Two colliding neutron stars – each with the superdense core of an exploding star – combined to form a “supermassive” neutron star, causing an explosion of gravitational waves. We found that they produced an FRB when a neutron star collapsed into a black hole two and a half hours later. At least we think so. The most important piece of evidence that could prove or disprove our theory—an optical or gamma-ray burst from the fast radio burst direction—disappeared about four years ago. In a few months, we may have another chance to find out if we’re right.

short and strong

FRBs are incredibly powerful pulses of radio waves from space that last for a thousandth of a second. Using data from a radio telescope in Australia, the Australian Square Kilometer Array Pathfinder (ASKAP), astronomers have discovered that most FRBs come from galaxies so distant that it would take billions of years for light to reach us. But what causes these radio bursts has baffled astronomers since they were first detected in 2007.

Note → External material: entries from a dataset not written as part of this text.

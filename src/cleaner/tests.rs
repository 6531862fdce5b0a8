//! Unit tests for the cleaner, the tracker and the background loop.

use std::sync::Arc;
use std::time::Duration;

use rstest::{fixture, rstest};

use super::*;
use crate::db::Db;
use crate::entities::{DeviceEntry, Durability, KIB_PER_GIB, VolumeEntry};
use crate::executor::{ExecutorError, ExecutorMethod, MockExecutor};
use crate::operations::{Operation, VolumeCreateOperation};
use crate::pending::reset::mark_pending_operations_stale;
use crate::test_support::{setup_sample_topology, test_context};

struct Setup {
    db: Arc<Db>,
    ctx: OperationContext,
    mock: Arc<MockExecutor>,
}

impl Setup {
    fn cleaner(&self) -> OperationCleaner {
        OperationCleaner::new(self.ctx.clone(), Arc::clone(&self.mock) as Arc<dyn Executor>)
    }

    /// Builds a volume create and leaves it unfinished, returning its id.
    fn abandoned_create(&self, name: &str) -> String {
        let vol = VolumeEntry::new(name, 100, Durability::default());
        let mut op = VolumeCreateOperation::new(self.ctx.clone(), vol, Vec::new());
        op.build().expect("build");
        op.id().to_owned()
    }

    fn ledger(&self) -> Vec<PendingOperationEntry> {
        self.db
            .view(|tx| tx.load_all::<PendingOperationEntry>())
            .expect("ledger")
    }

    fn only_entry(&self) -> PendingOperationEntry {
        let mut ledger = self.ledger();
        assert_eq!(ledger.len(), 1, "expected one ledger entry");
        ledger.remove(0)
    }

    fn used_kib(&self) -> u64 {
        self.db
            .view(|tx| tx.load_all::<DeviceEntry>())
            .expect("devices")
            .iter()
            .map(|device| device.used_size)
            .sum()
    }
}

#[fixture]
fn setup() -> Setup {
    let db = Arc::new(Db::temporary().expect("temporary store"));
    setup_sample_topology(&db, 1, 3, 2, 2048 * KIB_PER_GIB).expect("topology");
    let ctx = test_context(Arc::clone(&db));
    Setup {
        db,
        ctx,
        mock: Arc::new(MockExecutor::new()),
    }
}

#[rstest]
fn tracker_throttles_once_full() {
    let tracker = OpTracker::new(3);
    assert!(!tracker.throttle_or_add("aaa", OpClass::Normal));
    assert!(!tracker.throttle_or_add("bbb", OpClass::Normal));
    assert!(!tracker.throttle_or_add("ccc", OpClass::Normal));
    assert!(tracker.throttle_or_add("ddd", OpClass::Normal));
    assert!(!tracker.throttle_or_add("aaa", OpClass::Normal));
    assert_eq!(tracker.len(), 3);

    tracker.remove("bbb");
    assert!(!tracker.throttle_or_add("ddd", OpClass::Normal));
    assert!(tracker.contains("ddd"));
    assert!(!tracker.contains("bbb"));
}

#[rstest]
fn tracker_runs_one_cleanup_at_a_time() {
    let tracker = OpTracker::new(8);
    assert!(!tracker.throttle_or_add("first", OpClass::Clean));
    assert!(tracker.throttle_or_add("second", OpClass::Clean));
    assert!(!tracker.throttle_or_add("normal", OpClass::Normal));
    tracker.remove("first");
    assert!(!tracker.throttle_or_add("second", OpClass::Clean));
}

fn entry(id: &str, status: OperationStatus) -> PendingOperationEntry {
    let mut entry = PendingOperationEntry::with_id(id);
    entry.status = status;
    entry
}

#[rstest]
#[case(Selector::Reapable, entry("aaaa", OperationStatus::Stale), true)]
#[case(Selector::Reapable, entry("aaaa", OperationStatus::Failed), true)]
#[case(Selector::Reapable, entry("aaaa", OperationStatus::New), false)]
#[case(Selector::from_ids(["aaaa", "bbbb"]), entry("aaaa", OperationStatus::Stale), true)]
#[case(Selector::from_ids(["aaaa", "bbbb"]), entry("bbbb", OperationStatus::New), false)]
#[case(Selector::from_ids(["aaaa", "bbbb"]), entry("cccc", OperationStatus::Stale), false)]
#[case(Selector::from_ids(["aaaa", "dddd"]), entry("dddd", OperationStatus::Failed), true)]
fn selectors_pick_reapable_entries(
    #[case] selector: Selector,
    #[case] candidate: PendingOperationEntry,
    #[case] expected: bool,
) {
    assert_eq!(selector.matches(&candidate), expected);
}

#[rstest]
fn empty_id_lists_select_everything() {
    assert_eq!(Selector::from_ids(Vec::<String>::new()), Selector::Reapable);
}

#[rstest]
#[tokio::test]
async fn stale_creates_are_cleaned(setup: Setup) {
    setup.abandoned_create("lost");
    assert!(setup.used_kib() > 0);
    assert_eq!(mark_pending_operations_stale(&setup.db).expect("reset"), 1);

    let summary = setup.cleaner().clean().await.expect("clean");
    assert_eq!(summary.cleaned, 1);
    assert!(setup.ledger().is_empty());
    assert_eq!(setup.used_kib(), 0);
    let volumes = setup
        .db
        .view(|tx| tx.load_all::<VolumeEntry>())
        .expect("volumes");
    assert!(volumes.is_empty());
}

#[rstest]
#[tokio::test]
async fn cleaning_twice_changes_nothing_more(setup: Setup) {
    setup.abandoned_create("lost");
    mark_pending_operations_stale(&setup.db).expect("reset");
    setup.cleaner().clean().await.expect("first clean");
    let used = setup.used_kib();
    let summary = setup.cleaner().clean().await.expect("second clean");
    assert_eq!(summary, CleanSummary::default());
    assert_eq!(setup.used_kib(), used);
}

#[rstest]
#[tokio::test]
async fn live_entries_are_left_alone(setup: Setup) {
    setup.abandoned_create("running");
    let summary = setup.cleaner().clean().await.expect("clean");
    assert_eq!(summary, CleanSummary::default());
    assert_eq!(setup.ledger().len(), 1);
}

#[rstest]
#[tokio::test]
async fn failed_cleanups_stay_for_the_next_sweep(setup: Setup) {
    setup.abandoned_create("stuck");
    mark_pending_operations_stale(&setup.db).expect("reset");
    setup.mock.fail_always(
        ExecutorMethod::VolumeDestroy,
        ExecutorError::Command {
            host: String::from("manage-0-0"),
            message: String::from("volume stop failed"),
        },
    );

    let summary = setup.cleaner().clean().await.expect("sweep survives");
    assert_eq!(summary.failed, 1);
    assert_eq!(setup.ledger().len(), 1);

    setup.mock.clear_failures();
    let retried = setup.cleaner().clean().await.expect("clean");
    assert_eq!(retried.cleaned, 1);
    assert!(setup.ledger().is_empty());
}

#[rstest]
#[tokio::test]
async fn entries_that_cannot_be_loaded_are_skipped(setup: Setup) {
    setup
        .db
        .update(|tx| entry("broken", OperationStatus::Stale).save(tx))
        .expect("save");
    setup.abandoned_create("lost");
    mark_pending_operations_stale(&setup.db).expect("reset");

    let summary = setup.cleaner().clean().await.expect("clean");
    assert_eq!(summary.skipped, 1);
    assert_eq!(summary.cleaned, 1);
    let left: Vec<String> = setup.ledger().into_iter().map(|e| e.id).collect();
    assert_eq!(left, vec![String::from("broken")]);
}

#[rstest]
#[tokio::test]
async fn selected_ids_limit_the_sweep(setup: Setup) {
    let first = setup.abandoned_create("one");
    let second = setup.abandoned_create("two");
    mark_pending_operations_stale(&setup.db).expect("reset");

    let summary = setup
        .cleaner()
        .with_selector(Selector::from_ids([first.clone()]))
        .clean()
        .await
        .expect("clean");
    assert_eq!(summary.cleaned, 1);
    let left: Vec<String> = setup.ledger().into_iter().map(|e| e.id).collect();
    assert_eq!(left, vec![second]);
}

#[rstest]
fn marking_stale_needs_a_tracker(setup: Setup) {
    assert_eq!(
        setup.cleaner().mark_stale(),
        Err(CleanerError::MissingTracker)
    );
}

#[rstest]
fn entries_go_stale_after_the_stale_age(setup: Setup) {
    let id = setup.abandoned_create("slow");
    let created = setup.only_entry().timestamp;
    let cleaner = setup
        .cleaner()
        .with_tracker(Arc::new(OpTracker::new(8)), OpClass::Normal);

    assert_eq!(cleaner.mark_stale_at(created).expect("mark"), 0);
    assert_eq!(cleaner.mark_stale_at(created + 10).expect("mark"), 0);
    assert_eq!(cleaner.mark_stale_at(created + 70).expect("mark"), 1);
    let marked = setup.only_entry();
    assert_eq!(marked.id, id);
    assert_eq!(marked.status, OperationStatus::Stale);
}

#[rstest]
fn tracked_entries_never_go_stale(setup: Setup) {
    let id = setup.abandoned_create("busy");
    let created = setup.only_entry().timestamp;
    let tracker = Arc::new(OpTracker::new(8));
    tracker.add(&id, OpClass::Normal);
    let cleaner = setup.cleaner().with_tracker(tracker, OpClass::Normal);
    assert_eq!(cleaner.mark_stale_at(created + 3600).expect("mark"), 0);
    assert_eq!(setup.only_entry().status, OperationStatus::New);
}

#[rstest]
#[tokio::test]
async fn saturated_tracker_blocks_cleaning(setup: Setup) {
    setup.abandoned_create("lost");
    mark_pending_operations_stale(&setup.db).expect("reset");
    let tracker = Arc::new(OpTracker::new(3));
    let cleaner = setup
        .cleaner()
        .with_tracker(Arc::clone(&tracker), OpClass::Clean);
    for id in ["aaa", "bbb", "ccc"] {
        assert!(!tracker.throttle_or_add(id, OpClass::Normal));
    }

    let blocked = cleaner.clean().await.expect("clean");
    assert_eq!(blocked.throttled, 1);
    assert_eq!(setup.ledger().len(), 1);

    for id in ["aaa", "bbb", "ccc"] {
        tracker.remove(id);
    }
    assert!(!tracker.throttle_or_add("xxx", OpClass::Clean));
    let still_blocked = cleaner.clean().await.expect("clean");
    assert_eq!(still_blocked.throttled, 1);
    assert_eq!(setup.ledger().len(), 1);

    tracker.remove("xxx");
    let done = cleaner.clean().await.expect("clean");
    assert_eq!(done.cleaned, 1);
    assert!(setup.ledger().is_empty());
    assert!(tracker.is_empty());
}

#[rstest]
#[tokio::test]
async fn background_cleaner_sweeps_on_start_and_on_tick(setup: Setup) {
    setup.abandoned_create("first");
    mark_pending_operations_stale(&setup.db).expect("reset");
    let tracker = Arc::new(OpTracker::new(8));
    let cleaner = setup
        .cleaner()
        .with_tracker(tracker, OpClass::Clean)
        .with_stale_age(Duration::ZERO);
    let handle = BackgroundCleaner::new(
        cleaner,
        Duration::from_millis(5),
        Duration::from_millis(50),
    )
    .start();

    tokio::time::sleep(Duration::from_millis(40)).await;
    assert!(setup.ledger().is_empty());

    setup.abandoned_create("second");
    assert_eq!(setup.ledger().len(), 1);
    tokio::time::sleep(Duration::from_millis(150)).await;
    assert!(setup.ledger().is_empty());

    handle.stop().await;
}

#[rstest]
#[tokio::test]
async fn stopped_background_cleaner_does_nothing(setup: Setup) {
    setup.abandoned_create("kept");
    mark_pending_operations_stale(&setup.db).expect("reset");
    let handle = BackgroundCleaner::new(
        setup.cleaner(),
        Duration::from_secs(3600),
        Duration::from_secs(3600),
    )
    .start();
    handle.stop().await;
    assert_eq!(setup.ledger().len(), 1);
}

The best clue comes from an object in our galaxy known as SGR 1935+2154. It’s a magnetar, a neutron star with magnetic fields about a trillion times stronger than a fridge magnet. On April 28, 2020, it produced a powerful burst of radio waves, similar to the FRB, but less powerful.

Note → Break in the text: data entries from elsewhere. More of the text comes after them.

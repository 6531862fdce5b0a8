//! Crash recovery for abandoned operations.
//!
//! [`OperationCleaner`] finds ledger entries nobody owns any more, rebuilds
//! their operations and replays `clean` then `clean_done`. Entries become
//! eligible by being marked stale: at start-up for everything left by a
//! previous process, and periodically for entries older than the stale age
//! that this process is not tracking. [`BackgroundCleaner`] runs the sweep
//! on a timer.

use std::collections::BTreeSet;
use std::sync::Arc;
use std::time::Duration;

use thiserror::Error;

use crate::db::DbError;
use crate::executor::Executor;
use crate::operations::{
    CleanableOperation, OperationContext, OperationError, load_operation,
};
use crate::pending::query::filter_entries;
use crate::pending::{OperationStatus, PendingOperationEntry, unix_now};

mod background;
mod tracker;

pub use background::{BackgroundCleaner, CleanerHandle};
pub use tracker::{OpClass, OpTracker};

/// Age after which an untracked `New` entry is presumed abandoned.
pub const DEFAULT_STALE_AGE: Duration = Duration::from_secs(60);

/// Errors raised by a sweep as a whole. Failures of individual entries are
/// logged and counted instead.
#[derive(Clone, Debug, Error, Eq, PartialEq)]
pub enum CleanerError {
    /// Marking entries stale needs to know which ones are still running.
    #[error("marking operations stale requires an operation tracker")]
    MissingTracker,
    /// Store access failed.
    #[error(transparent)]
    Db(#[from] DbError),
}

/// Which ledger entries a sweep considers.
#[derive(Clone, Debug, Default, Eq, PartialEq)]
pub enum Selector {
    /// Every stale or failed entry.
    #[default]
    Reapable,
    /// Stale or failed entries whose id is in the set.
    Ids(BTreeSet<String>),
}

impl Selector {
    /// Selects the given ids, or every reapable entry when `ids` is empty.
    #[must_use]
    pub fn from_ids<I, S>(ids: I) -> Self
    where
        I: IntoIterator<Item = S>,
        S: Into<String>,
    {
        let set: BTreeSet<String> = ids.into_iter().map(Into::into).collect();
        if set.is_empty() {
            Self::Reapable
        } else {
            Self::Ids(set)
        }
    }

    /// Returns `true` when `entry` is part of the sweep.
    #[must_use]
    pub fn matches(&self, entry: &PendingOperationEntry) -> bool {
        let reapable = matches!(
            entry.status,
            OperationStatus::Stale | OperationStatus::Failed
        );
        match self {
            Self::Reapable => reapable,
            Self::Ids(ids) => reapable && ids.contains(&entry.id),
        }
    }
}

/// Outcome counts of one sweep.
#[derive(Clone, Copy, Debug, Default, Eq, PartialEq)]
pub struct CleanSummary {
    /// Entries cleaned and removed.
    pub cleaned: usize,
    /// Entries whose cleanup failed; they stay for a later sweep.
    pub failed: usize,
    /// Entries skipped because the tracker was saturated.
    pub throttled: usize,
    /// Entries that could not be loaded or are not cleanable.
    pub skipped: usize,
}

/// Replays cleanup for selected ledger entries.
#[derive(Clone)]
pub struct OperationCleaner {
    ctx: OperationContext,
    executor: Arc<dyn Executor>,
    selector: Selector,
    tracker: Option<Arc<OpTracker>>,
    class: OpClass,
    stale_age: Duration,
}

impl std::fmt::Debug for OperationCleaner {
    fn fmt(&self, f: &mut std::fmt::Formatter<'_>) -> std::fmt::Result {
        f.debug_struct("OperationCleaner")
            .field("selector", &self.selector)
            .field("tracker", &self.tracker)
            .field("class", &self.class)
            .field("stale_age", &self.stale_age)
            .finish_non_exhaustive()
    }
}

impl OperationCleaner {
    /// Creates an untracked cleaner for every reapable entry, suitable for an
    /// offline sweep.
    #[must_use]
    pub fn new(ctx: OperationContext, executor: Arc<dyn Executor>) -> Self {
        Self {
            ctx,
            executor,
            selector: Selector::Reapable,
            tracker: None,
            class: OpClass::Clean,
            stale_age: DEFAULT_STALE_AGE,
        }
    }

    /// Restricts the sweep.
    #[must_use]
    pub fn with_selector(mut self, selector: Selector) -> Self {
        self.selector = selector;
        self
    }

    /// Shares `tracker` with the rest of the process, registering cleanups
    /// under `class`.
    #[must_use]
    pub fn with_tracker(mut self, tracker: Arc<OpTracker>, class: OpClass) -> Self {
        self.tracker = Some(tracker);
        self.class = class;
        self
    }

    /// Overrides the age after which untracked entries are marked stale.
    #[must_use]
    pub const fn with_stale_age(mut self, stale_age: Duration) -> Self {
        self.stale_age = stale_age;
        self
    }

    /// Context the cleaner loads operations with.
    #[must_use]
    pub const fn context(&self) -> &OperationContext {
        &self.ctx
    }

    /// Marks untracked `New` entries older than the stale age as `Stale`,
    /// returning how many changed.
    ///
    /// # Errors
    ///
    /// Returns [`CleanerError::MissingTracker`] when no tracker is configured,
    /// or a store error.
    pub fn mark_stale(&self) -> Result<usize, CleanerError> {
        self.mark_stale_at(unix_now())
    }

    /// [`OperationCleaner::mark_stale`] evaluated at `now` Unix seconds.
    ///
    /// # Errors
    ///
    /// As for [`OperationCleaner::mark_stale`].
    pub fn mark_stale_at(&self, now: i64) -> Result<usize, CleanerError> {
        let Some(tracker) = self.tracker.as_deref() else {
            return Err(CleanerError::MissingTracker);
        };
        let age = i64::try_from(self.stale_age.as_secs()).unwrap_or(i64::MAX);
        let marked = self.ctx.db.update(|tx| {
            let candidates = filter_entries(tx, |entry| {
                entry.status == OperationStatus::New
                    && now.saturating_sub(entry.timestamp) >= age
                    && !tracker.contains(&entry.id)
            })?;
            for mut entry in candidates.iter().cloned() {
                entry.status = OperationStatus::Stale;
                tx.save(&entry)?;
            }
            Ok::<_, DbError>(candidates.len())
        })?;
        if marked > 0 {
            tracing::info!(marked, "marked abandoned operations stale");
        }
        Ok(marked)
    }

    /// Cleans every selected entry once.
    ///
    /// # Errors
    ///
    /// Returns [`CleanerError::Db`] only when the ledger cannot be read;
    /// per-entry failures are counted in the summary.
    pub async fn clean(&self) -> Result<CleanSummary, CleanerError> {
        let entries = self
            .ctx
            .db
            .view(|tx| filter_entries(tx, |entry| self.selector.matches(entry)))?;
        let mut summary = CleanSummary::default();
        for entry in entries {
            let op_id = entry.id.clone();
            let mut op = match load_operation(&self.ctx, entry) {
                Ok(op) => op,
                Err(err) => {
                    tracing::warn!(op_id = %op_id, error = %err, "unable to load pending operation, skipping");
                    summary.skipped += 1;
                    continue;
                }
            };
            let label = op.label();
            let Some(cleanable) = op.as_cleanable() else {
                tracing::debug!(op_id = %op_id, op = label, "operation is not cleanable, skipping");
                summary.skipped += 1;
                continue;
            };
            if let Some(tracker) = self.tracker.as_deref()
                && tracker.throttle_or_add(&op_id, self.class)
            {
                summary.throttled += 1;
                continue;
            }
            let outcome = Self::replay(cleanable, self.executor.as_ref()).await;
            if let Some(tracker) = self.tracker.as_deref() {
                tracker.remove(&op_id);
            }
            match outcome {
                Ok(()) => {
                    tracing::debug!(op_id = %op_id, op = label, "pending operation cleaned");
                    summary.cleaned += 1;
                }
                Err(err) => {
                    tracing::warn!(op_id = %op_id, op = label, error = %err, "cleanup failed, will retry later");
                    summary.failed += 1;
                }
            }
        }
        if summary != CleanSummary::default() {
            tracing::info!(
                cleaned = summary.cleaned,
                failed = summary.failed,
                throttled = summary.throttled,
                skipped = summary.skipped,
                "cleaner sweep finished"
            );
        }
        Ok(summary)
    }

    async fn replay(
        op: &mut dyn CleanableOperation,
        executor: &dyn Executor,
    ) -> Result<(), OperationError> {
        op.clean(executor).await?;
        op.clean_done()
    }
}

#[cfg(test)]
mod tests;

Astronomers have long predicted that two neutron stars merging to form a black hole must also produce a burst of radio waves. Two neutron stars are highly magnetic, and black holes cannot have magnetic fields. The idea is that the sudden disappearance of magnetic fields creates a fast radio burst when neutron stars merge into a black hole. Changing magnetic fields create electric fields; most power plants generate electricity this way. The large change in magnetic fields during collapse can cause FRBs to produce intense electromagnetic fields.

Finding the smoking gun

To test this idea, Alexandra Moroianou, a graduate student at the University of Western Australia, looked for merging neutron stars detected by the Laser Interferometric Gravitational-Wave Observatory (LIGO) in the USA. The gravitational waves LIGO is looking for are ripples in space-time produced by the collision of two massive objects, such as neutron stars.

LIGO found the merger of two binary neutron stars. More importantly, the second, known as GW190425, occurred while a new FRB hunting telescope called CHIME was also operating. However, the new one took two years for CHIME to publish its first batch of data. In doing so, Moroianu detected a fast radio burst called FRB 20190425A, which occurred just two and a half hours after GW190425.

As exciting as this was, there was a problem: Only one of LIGO’s two detectors was working at the time, so it was very unclear where exactly GW190425 came from. Actually, the probability of it being a coincidence was 5%. Worse, the Fermi satellite, which may have detected gamma rays from the merger – the “smoking gun” that confirmed the origin of GW190425 – was blocked by Earth at the time.

It’s no coincidence

The critical clue, however, was that the FRBs tracked the total amount of gas they passed through. We know this because high-frequency radio waves travel faster through gas than low-frequency waves, so the time difference between them tells us the amount of gas. Since we know the average gas density in the universe, we can relate this gas content to distance, known as the Macquart ratio. And the distance traveled by the FRB 20190425A was almost perfectly matched to the distance to the GW190425. Bingo!

But have we discovered the source of all the FRBs? NO. There aren’t enough merging neutron stars in the universe to explain the number of FRBs – some still have to come from magnetars, as with SGR 1935+2154. And despite all the evidence, there’s a one in 200 chance that it’s all just a big coincidence. However, LIGO and two other gravitational wave detectors Virgo and KAGRA will return this May and will be more sensitive than ever, while CHIME and other radio telescopes are ready to instantly detect any FRBs from merging neutron stars.